Congressional inaction on the Farm Bill is a hotly debated item this election year, as well it should be. A stable agricultural policy must be in place for all of us in agriculture (farmers, ranchers and agricultural businesses) to make sound business judgments.

Your commodity groups and Farm Bureau are doing an excellent job of keeping pressure on the political class. Political inaction is caused by a wait-and-see approach to the presidential election. Important as the Farm Bill is, however, there’s another legislative policy on the table that greatly affects agriculture: taxation.

The consequences of misguided tax policy are dire. I realize taxation covers a lot of ground. So let me focus on one item. The estate tax should be front and center. As they should be, the majority of mainstream agricultural groups are focused on the estate tax for farmers and ranchers. Why?

Those of us in agriculture refer to the estate tax as the death tax. Let me explain.

Many farmers are land rich and cash poor. USDA statistics show that farm real estate (land and buildings) is the largest asset on the balance sheet of farmers and ranchers. In fact, those same statistics show farm real estate accounting for 84 percent of total U.S. farm assets. Additionally, land values right now are appraised in many cases at levels far exceeding agricultural values.

The National Cattlemen’s Beef Association recently used a ranch family in Florida as an example of the effects of this tax. Purchased in the 1930s and home to four generations, the ranch ran into real trouble after the death of the grandfather at 86 in 1971.

The family owed $1 million to the federal government. Gross income was $200,000 per year. They had nine months to pay the death tax to the Internal Revenue Service. The family survived that debacle by taking on additional debt.

Years later, that same ranching family, between 2010 and 2011, incurred expenses of $7,000 for reappraisal, $16,000 for transitioning to an LLC, $15,000 for developing wills and trusts, and $4,000 for associated costs. All in response to the death tax.

The point of the story, outside the sums involved and the indignity of government confiscating capital from grieving families, is that this capital could have been better used for investment, expansion and improvement.

At the time of death, the farm family survivors must sell assets, whether equipment, land or the entire operation, to pay tax liabilities on land that has already faced taxation two and three times.

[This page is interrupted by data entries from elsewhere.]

// ==============================================================================
// animation/static_animator.rs - STATIC MESH VEHICLES
// ------------------------------------------------------------------------------
// Static vehicles have no skeleton: each wheel is its own mesh attached at the
// spring's socket, and the body is a child visual mesh. Allocation records each
// wheel mesh's rest transform; every frame rebuilds the wheel transforms from
// it and rotates the visual mesh by (roll, tilt).
// ==============================================================================

use super::{AnimationFrame, VehicleAnimator, WheelAnimationInfo, WheelSide};
use crate::error::{InitError, InitResult};
use crate::host::WheelMeshRig;
use crate::math::{Quat, Transform, Vec3, euler_degrees, from_euler_degrees};
use crate::settings::SuspensionSettings;
use nalgebra::Translation3;
use tracing::{error, info};

#[derive(Debug, Clone, PartialEq)]
pub struct StaticPose {
    pub body_rotation: Quat,
    /// (socket, relative transform), spring order.
    pub wheels: Vec<(String, Transform)>,
}

#[derive(Debug, Clone)]
pub struct StaticAnimator {
    animator: VehicleAnimator,
    allocated: bool,
}

impl StaticAnimator {
    pub fn new(animator: VehicleAnimator) -> Self {
        Self {
            animator,
            allocated: false,
        }
    }

    pub fn animator(&self) -> &VehicleAnimator {
        &self.animator
    }

    pub fn is_allocated(&self) -> bool {
        self.allocated
    }

    /// Binds one registry entry per spring to the wheel mesh at its socket.
    /// The configured side list must have one entry per spring.
    pub fn allocate(&mut self, suspension: &SuspensionSettings, rig: &dyn WheelMeshRig) -> InitResult {
        self.allocated = false;

        let sides = self.animator.settings().wheels.sides.clone();
        if sides.len() != suspension.springs.len() {
            let err = InitError::WheelCountMismatch {
                wheels: sides.len(),
                springs: suspension.springs.len(),
            };
            error!(%err, "static animator allocation failed");
            return Err(err);
        }

        let mut wheels = Vec::with_capacity(sides.len());
        for (spring, side) in suspension.springs.iter().zip(sides) {
            let Some(initial) = rig.wheel_relative_transform(&spring.attachment) else {
                let err = InitError::MissingWheelMesh(spring.attachment.clone());
                error!(%err, "static animator allocation failed");
                return Err(err);
            };
            wheels.push(WheelAnimationInfo {
                side,
                is_steering: spring.steering,
                socket: Some(spring.attachment.clone()),
                initial_relative: initial,
                ..Default::default()
            });
        }

        info!(wheels = wheels.len(), "static animator allocated");
        *self.animator.wheels_mut() = wheels;
        self.allocated = true;
        Ok(())
    }

    /// Advances the animation and writes the pose to `rig`. Does nothing until
    /// allocation succeeded or when the wheel count no longer matches.
    pub fn update(&mut self, frame: &AnimationFrame, dt: f32, rig: &mut dyn WheelMeshRig) {
        if !self.allocated || frame.wheels.len() != self.animator.wheels().len() {
            return;
        }
        self.animator.update_wheels(frame, dt);
        self.animator.update_body(frame, dt);
        self.apply(rig);
    }

    pub fn pose(&self) -> StaticPose {
        let direction = self.animator.direction();
        let wheels = self
            .animator
            .wheels()
            .iter()
            .filter_map(|wheel| {
                let socket = wheel.socket.clone()?;
                Some((socket, wheel_transform(wheel, direction)))
            })
            .collect();

        StaticPose {
            body_rotation: from_euler_degrees(self.animator.roll(), self.animator.tilt(), 0.0),
            wheels,
        }
    }

    pub fn apply(&self, rig: &mut dyn WheelMeshRig) {
        let pose = self.pose();
        rig.set_visual_relative_rotation(pose.body_rotation);
        for (socket, transform) in pose.wheels {
            rig.set_wheel_relative_transform(&socket, transform);
        }
    }
}

fn wheel_transform(wheel: &WheelAnimationInfo, direction: f32) -> Transform {
    let (_, _, rest_yaw) = euler_degrees(&wheel.initial_relative.rotation);
    let spin = if wheel.side == WheelSide::Right { -wheel.rotation } else { wheel.rotation };
    let yaw = if wheel.is_steering { rest_yaw + direction } else { rest_yaw };

    let rotation = from_euler_degrees(wheel.swing, 0.0, 0.0) * from_euler_degrees(0.0, spin, yaw);
    let location = wheel.initial_relative.translation.vector + Vec3::new(0.0, 0.0, wheel.offset);
    Transform::from_parts(Translation3::from(location), rotation)
}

MFA Corporate Board Member Glen Cope of Aurora, Mo., has strong feelings on this very topic. In his role at Missouri Farm Bureau and chairman of the AFBF Young Farmers and Ranchers Committee, Cope addressed the subject publicly: “You can imagine my frustration when considering that one day when my parents pass on, the IRS will be knocking on our door asking, no demanding, a sizable portion of what my family has worked so hard for to provide a better life for the next generation working on our farm.”

In rural America, the death tax is one of the leading causes of the breakup of multi-generational family farms and ranches. It hurts small producers, not larger operations with deeper pockets. The result, of course, is consolidation. It also increases the likelihood that the land goes to commercial developers.

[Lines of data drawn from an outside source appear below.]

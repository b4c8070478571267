// ==============================================================================
// animation/wheels.rs - WHEEL STEERING + ROLLING
// ------------------------------------------------------------------------------
// Steering angle : linear sweep toward turning * max_direction, re-targeted
//                  whenever the target changes, clamped to the sweep bracket.
// Rolling        : distance travelled / wheel perimeter, in degrees.
//                  Tracked vehicles counter-rotate sides when turning in place
//                  and slow the inner side while turning on the move.
// ==============================================================================

use super::AnimationFrame;
use super::settings::{TankSettings, WheelAnimationSettings, WheelSide};
use crate::math::Transform;
use std::f32::consts::PI;

#[derive(Debug, Clone, PartialEq)]
pub struct WheelAnimationInfo {
    /// Accumulated rolling angle, degrees.
    pub rotation: f32,
    pub offset: f32,
    pub swing: f32,
    pub side: WheelSide,
    pub is_steering: bool,
    /// Static meshes only: mesh socket and its rest transform.
    pub socket: Option<String>,
    pub initial_relative: Transform,
}

impl Default for WheelAnimationInfo {
    fn default() -> Self {
        Self {
            rotation: 0.0,
            offset: 0.0,
            swing: 0.0,
            side: WheelSide::None,
            is_steering: false,
            socket: None,
            initial_relative: Transform::identity(),
        }
    }
}

#[derive(Debug, Clone, Copy, Default, PartialEq)]
pub struct SteeringSweep {
    pub current: f32,
    begin: f32,
    end: f32,
    timer: f32,
    duration: f32,
}

impl SteeringSweep {
    pub fn target(&self) -> f32 {
        self.end
    }

    pub fn update(&mut self, turning: f32, settings: &WheelAnimationSettings, dt: f32) {
        let target = turning * settings.max_direction;
        if target != self.end {
            self.timer = 0.0;
            self.begin = self.current;
            self.end = target;
            self.duration = if settings.max_direction != 0.0 {
                (settings.transition_time * (target - self.current) / settings.max_direction).abs()
            } else {
                0.0
            };
        }

        if self.timer < self.duration {
            self.timer += dt;
            let swept = (self.end - self.begin) * self.timer / self.duration + self.begin;
            self.current = swept.clamp(self.begin.min(self.end), self.begin.max(self.end));
        } else {
            self.timer = 0.0;
            self.duration = 0.0;
            self.current = self.end;
        }
    }
}

/// Degrees a wheel of `radius` cm turns while covering `speed` km/h for `dt`.
pub fn rolling_angle(speed: f32, radius: f32, dt: f32) -> f32 {
    if radius <= 0.0 {
        return 0.0;
    }
    let perimeter = 2.0 * PI * radius * 0.01;
    let travelled = speed.abs() / 3.6 * dt;
    travelled / perimeter * 360.0
}

fn should_rotate(frame: &AnimationFrame, settings: &WheelAnimationSettings) -> bool {
    !settings.stop_rotation_on_braking || !frame.is_braking || frame.is_engine_braking
}

fn travel_direction(frame: &AnimationFrame) -> f32 {
    if frame.is_moving_backward { 1.0 } else { -1.0 }
}

pub fn rotate_wheels(
    wheels: &mut [WheelAnimationInfo],
    frame: &AnimationFrame,
    settings: &WheelAnimationSettings,
    dt: f32,
) {
    if !should_rotate(frame, settings) || frame.speed == 0.0 {
        return;
    }
    let direction = travel_direction(frame);
    for (wheel, sample) in wheels.iter_mut().zip(&frame.wheels) {
        wheel.rotation += rolling_angle(frame.speed, sample.radius, dt) * direction;
    }
}

pub fn rotate_tracks(
    wheels: &mut [WheelAnimationInfo],
    frame: &AnimationFrame,
    settings: &WheelAnimationSettings,
    tank: &TankSettings,
    steering_angle: f32,
    dt: f32,
) {
    if !should_rotate(frame, settings) {
        return;
    }
    let direction = travel_direction(frame);
    let turning = frame.turning_input;

    for (wheel, sample) in wheels.iter_mut().zip(&frame.wheels) {
        let side = wheel.side;
        if side == WheelSide::None {
            continue;
        }

        if frame.speed.abs() <= tank.inverse_rotation_speed {
            if turning == 0.0 {
                continue;
            }
            let spin = if (side == WheelSide::Left && turning > 0.0)
                || (side == WheelSide::Right && turning < 0.0)
            {
                -1.0
            } else {
                1.0
            };
            wheel.rotation +=
                rolling_angle(turning, sample.radius, dt) * spin * tank.in_place_rotation_multiplier;
            continue;
        }

        let multiplier = if steering_angle == 0.0 {
            1.0
        } else {
            let ratio = if settings.max_direction > 0.0 {
                (steering_angle.abs() / settings.max_direction).clamp(0.0, 1.0)
            } else {
                0.0
            };
            let alpha = (1.0 - ratio).max(0.01);
            let inner = (side == WheelSide::Left && steering_angle < 0.0)
                || (side == WheelSide::Right && steering_angle > 0.0);
            if inner {
                (alpha * tank.side_rotation_multiplier).clamp(0.01, 1.0)
            } else {
                1.0
            }
        };
        wheel.rotation += rolling_angle(frame.speed, sample.radius, dt) * direction * multiplier;
    }
}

Consider, too, that 40 percent of U.S. farm ground is owned by individuals age 65 or older.

That’s the reason so many in agriculture refer to this estate tax as the death tax. Not only does it fall after a farmer or rancher dies, in many cases it kills the agricultural operation.

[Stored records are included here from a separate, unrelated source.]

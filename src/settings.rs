// ==============================================================================
// settings.rs - VEHICLE TUNING
// ------------------------------------------------------------------------------
// VehicleSettings is immutable for a simulation epoch. Replacing it (or any of
// its groups) un-initializes the vehicle until settings are applied again.
//
// Groups:
//   physics     : stabilization, friction, network correction, gravity
//   engine      : acceleration/reversing/engine-braking/braking curves, max speeds
//   steering    : steering curve, damping, drift tuning
//   suspension  : traces + per-spring tuning
//   advanced    : per-phase toggles
// ==============================================================================

use crate::curve::{CurveKind, CurveProvider, ResponseCurve};
use crate::math::Vec3;
use serde::{Deserialize, Serialize};

/// Collision channel bits understood by ground probes.
pub const COLLISION_WORLD_STATIC: u32 = 0b0001;
pub const COLLISION_VEHICLE: u32 = 0b0010;

fn default_true() -> bool {
    true
}

// --------------------------------------------------
// Physics
// --------------------------------------------------

#[derive(Debug, Clone, PartialEq, Serialize, Deserialize)]
pub struct PhysicsSettings {
    #[serde(default = "default_stabilization_force")]
    pub stabilization_force: f32,

    #[serde(default = "default_friction_force")]
    pub friction_force: f32,

    /// km/h of lateral slip above which friction no longer bites.
    #[serde(default = "default_friction_force_threshold")]
    pub friction_force_threshold: f32,

    /// km/h under which the lateral position is pinned to an anchor.
    #[serde(default = "default_total_friction_speed_threshold")]
    pub total_friction_speed_threshold: f32,

    /// km/h dead zone for moving forward/backward queries.
    #[serde(default)]
    pub movement_direction_tolerance: f32,

    #[serde(default = "default_correction_exponent")]
    pub correction_exponent: f32,

    #[serde(default = "default_location_snap_distance")]
    pub location_snap_distance: f32,

    /// Degrees.
    #[serde(default = "default_rotation_snap_distance")]
    pub rotation_snap_distance: f32,

    #[serde(default)]
    pub enhance_correction: bool,

    #[serde(default)]
    pub custom_gravity: bool,

    #[serde(default = "default_gravity")]
    pub gravity: Vec3,

    /// Multiplier on delta time for every force phase except suspension.
    #[serde(default = "default_force_time_scale")]
    pub force_time_scale: f32,
}

fn default_stabilization_force() -> f32 {
    30.0
}
fn default_friction_force() -> f32 {
    0.7
}
fn default_friction_force_threshold() -> f32 {
    5.0
}
fn default_total_friction_speed_threshold() -> f32 {
    5.0
}
fn default_correction_exponent() -> f32 {
    0.9
}
fn default_location_snap_distance() -> f32 {
    150.0
}
fn default_rotation_snap_distance() -> f32 {
    3.0
}
fn default_gravity() -> Vec3 {
    Vec3::new(0.0, 0.0, -980.0)
}
fn default_force_time_scale() -> f32 {
    1.0
}

impl Default for PhysicsSettings {
    fn default() -> Self {
        Self {
            stabilization_force: default_stabilization_force(),
            friction_force: default_friction_force(),
            friction_force_threshold: default_friction_force_threshold(),
            total_friction_speed_threshold: default_total_friction_speed_threshold(),
            movement_direction_tolerance: 0.0,
            correction_exponent: default_correction_exponent(),
            location_snap_distance: default_location_snap_distance(),
            rotation_snap_distance: default_rotation_snap_distance(),
            enhance_correction: false,
            custom_gravity: false,
            gravity: default_gravity(),
            force_time_scale: default_force_time_scale(),
        }
    }
}

// --------------------------------------------------
// Engine
// --------------------------------------------------

#[derive(Debug, Clone, PartialEq, Serialize, Deserialize)]
pub struct EngineSettings {
    #[serde(default)]
    pub acceleration_curve: Option<ResponseCurve>,

    #[serde(default)]
    pub reversing_curve: Option<ResponseCurve>,

    #[serde(default)]
    pub engine_braking_curve: Option<ResponseCurve>,

    #[serde(default)]
    pub braking_curve: Option<ResponseCurve>,

    /// km/h
    #[serde(default = "default_max_speed")]
    pub max_speed: f32,

    /// km/h
    #[serde(default = "default_max_reverse_speed")]
    pub max_reverse_speed: f32,

    #[serde(default = "default_true")]
    pub scale_acceleration_by_drive_wheels: bool,
}

fn default_max_speed() -> f32 {
    180.0
}
fn default_max_reverse_speed() -> f32 {
    50.0
}

impl Default for EngineSettings {
    fn default() -> Self {
        Self {
            acceleration_curve: None,
            reversing_curve: None,
            engine_braking_curve: None,
            braking_curve: None,
            max_speed: default_max_speed(),
            max_reverse_speed: default_max_reverse_speed(),
            scale_acceleration_by_drive_wheels: true,
        }
    }
}

// --------------------------------------------------
// Steering
// --------------------------------------------------

#[derive(Debug, Clone, PartialEq, Serialize, Deserialize)]
pub struct SteeringSettings {
    #[serde(default)]
    pub steering_curve: Option<ResponseCurve>,

    #[serde(default)]
    pub allow_steering_while_braking: bool,

    /// Blend factor between the fresh and previous turning force.
    #[serde(default = "default_steering_damping")]
    pub steering_damping: f32,

    /// Linear adherence coefficient.
    #[serde(default = "default_one")]
    pub linear_damping: f32,

    /// Angular adherence coefficient.
    #[serde(default = "default_one")]
    pub angular_damping: f32,

    #[serde(default = "default_drift_percentage")]
    pub drift_adherence_percentage: f32,

    #[serde(default = "default_drift_percentage")]
    pub drift_rotation_percentage: f32,

    #[serde(default = "default_drift_recovery_speed")]
    pub drift_recovery_speed: f32,

    /// km/h
    #[serde(default = "default_drift_min_speed")]
    pub drift_min_speed: f32,
}

fn default_steering_damping() -> f32 {
    0.5
}
fn default_one() -> f32 {
    1.0
}
fn default_drift_percentage() -> f32 {
    0.1
}
fn default_drift_recovery_speed() -> f32 {
    0.1
}
fn default_drift_min_speed() -> f32 {
    30.0
}

impl Default for SteeringSettings {
    fn default() -> Self {
        Self {
            steering_curve: None,
            allow_steering_while_braking: false,
            steering_damping: default_steering_damping(),
            linear_damping: 1.0,
            angular_damping: 1.0,
            drift_adherence_percentage: default_drift_percentage(),
            drift_rotation_percentage: default_drift_percentage(),
            drift_recovery_speed: default_drift_recovery_speed(),
            drift_min_speed: default_drift_min_speed(),
        }
    }
}

// --------------------------------------------------
// Suspension
// --------------------------------------------------

#[derive(Debug, Clone, PartialEq, Serialize, Deserialize)]
pub struct SuspensionSpring {
    /// Bone (skeletal) or socket (static) name; resolved once at init.
    pub attachment: String,

    #[serde(default)]
    pub spring_force: f32,

    #[serde(default)]
    pub target_height: f32,

    #[serde(default)]
    pub damping: f32,

    #[serde(default = "default_wheel_radius")]
    pub wheel_radius: f32,

    #[serde(default)]
    pub steering: bool,

    #[serde(default = "default_true")]
    pub drive: bool,

    #[serde(default = "default_swing_pivot")]
    pub swing_pivot: f32,

    /// Degrees, (min, max).
    #[serde(default)]
    pub swing_min_max: (f32, f32),

    /// Units, (min, max). Min is full droop.
    #[serde(default)]
    pub offset_min_max: (f32, f32),
}

fn default_wheel_radius() -> f32 {
    35.0
}
fn default_swing_pivot() -> f32 {
    0.5
}

impl SuspensionSpring {
    pub fn new(attachment: impl Into<String>) -> Self {
        Self {
            attachment: attachment.into(),
            spring_force: 0.0,
            target_height: 0.0,
            damping: 0.0,
            wheel_radius: default_wheel_radius(),
            steering: false,
            drive: true,
            swing_pivot: default_swing_pivot(),
            swing_min_max: (0.0, 0.0),
            offset_min_max: (0.0, 0.0),
        }
    }
}

#[derive(Debug, Clone, PartialEq, Serialize, Deserialize)]
pub struct SuspensionSettings {
    #[serde(default)]
    pub trace_length: f32,

    /// Anti-sink margin: traces start this far above the spring.
    #[serde(default = "default_trace_up_offset")]
    pub trace_up_offset: f32,

    /// Sphere radius; 0 casts a ray.
    #[serde(default)]
    pub trace_thickness: f32,

    #[serde(default = "default_collision_mask")]
    pub collision_mask: u32,

    /// Lets the spring pull the body down onto the ground.
    #[serde(default)]
    pub ground_snapping: bool,

    #[serde(default)]
    pub suspension_stabilization: bool,

    #[serde(default = "default_stabilization_multiplier")]
    pub stabilization_multiplier: f32,

    #[serde(default)]
    pub parent_bone: Option<String>,

    #[serde(default)]
    pub springs: Vec<SuspensionSpring>,
}

fn default_trace_up_offset() -> f32 {
    50.0
}
fn default_collision_mask() -> u32 {
    COLLISION_WORLD_STATIC
}
fn default_stabilization_multiplier() -> f32 {
    5.0
}

impl Default for SuspensionSettings {
    fn default() -> Self {
        Self {
            trace_length: 0.0,
            trace_up_offset: default_trace_up_offset(),
            trace_thickness: 0.0,
            collision_mask: default_collision_mask(),
            ground_snapping: false,
            suspension_stabilization: false,
            stabilization_multiplier: default_stabilization_multiplier(),
            parent_bone: None,
            springs: Vec::new(),
        }
    }
}

// --------------------------------------------------
// Advanced
// --------------------------------------------------

#[derive(Debug, Clone, Copy, PartialEq, Serialize, Deserialize)]
pub struct AdvancedSettings {
    #[serde(default = "default_true")]
    pub disable_physics_in_sequencer: bool,
    #[serde(default = "default_true")]
    pub enable_suspension: bool,
    #[serde(default = "default_true")]
    pub enable_adherence: bool,
    #[serde(default = "default_true")]
    pub enable_acceleration: bool,
    #[serde(default = "default_true")]
    pub enable_turning: bool,
    #[serde(default = "default_true")]
    pub enable_friction: bool,
}

impl Default for AdvancedSettings {
    fn default() -> Self {
        Self {
            disable_physics_in_sequencer: true,
            enable_suspension: true,
            enable_adherence: true,
            enable_acceleration: true,
            enable_turning: true,
            enable_friction: true,
        }
    }
}

// --------------------------------------------------
// VehicleSettings
// --------------------------------------------------

#[derive(Debug, Clone, Default, PartialEq, Serialize, Deserialize)]
pub struct VehicleSettings {
    #[serde(default)]
    pub physics: PhysicsSettings,
    #[serde(default)]
    pub engine: EngineSettings,
    #[serde(default)]
    pub steering: SteeringSettings,
    #[serde(default)]
    pub suspension: SuspensionSettings,
    #[serde(default)]
    pub advanced: AdvancedSettings,
}

impl VehicleSettings {
    fn curve(&self, kind: CurveKind) -> Option<&ResponseCurve> {
        match kind {
            CurveKind::Acceleration => self.engine.acceleration_curve.as_ref(),
            CurveKind::Reversing => self.engine.reversing_curve.as_ref(),
            CurveKind::EngineBraking => self.engine.engine_braking_curve.as_ref(),
            CurveKind::Braking => self.engine.braking_curve.as_ref(),
            CurveKind::Steering => self.steering.steering_curve.as_ref(),
        }
    }

    pub fn drive_wheel_count(&self) -> usize {
        self.suspension.springs.iter().filter(|s| s.drive).count()
    }

    pub fn steering_wheel_count(&self) -> usize {
        self.suspension.springs.iter().filter(|s| s.steering).count()
    }
}

impl CurveProvider for VehicleSettings {
    fn has_curve(&self, kind: CurveKind) -> bool {
        self.curve(kind).is_some()
    }

    fn evaluate(&self, kind: CurveKind, x: f32) -> f32 {
        self.curve(kind).map_or(0.0, |c| c.evaluate(x))
    }
}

In 2010 Congress passed a temporary estate tax relief effective through Dec. 31, 2012. This temporary relief also contains spousal transfer and indexes the estate tax exemption for inflation. If allowed to expire, the tax will revert to previous rates.

That’s why it is so important for Congress to act before the current tax rate expires and reverts to confiscatory rates of as high as 55 percent at the beginning of 2013.

That’s also why all of the groups in agriculture argue so fiercely for its elimination or at least a permanent extension of the 2011 comprise that set the tax at 35 percent with an exemption of $5 million per person.

The time for this action is now. This month’s election grows more important by the day.

Bill Streeter is President and CEO of MFA Incorporated.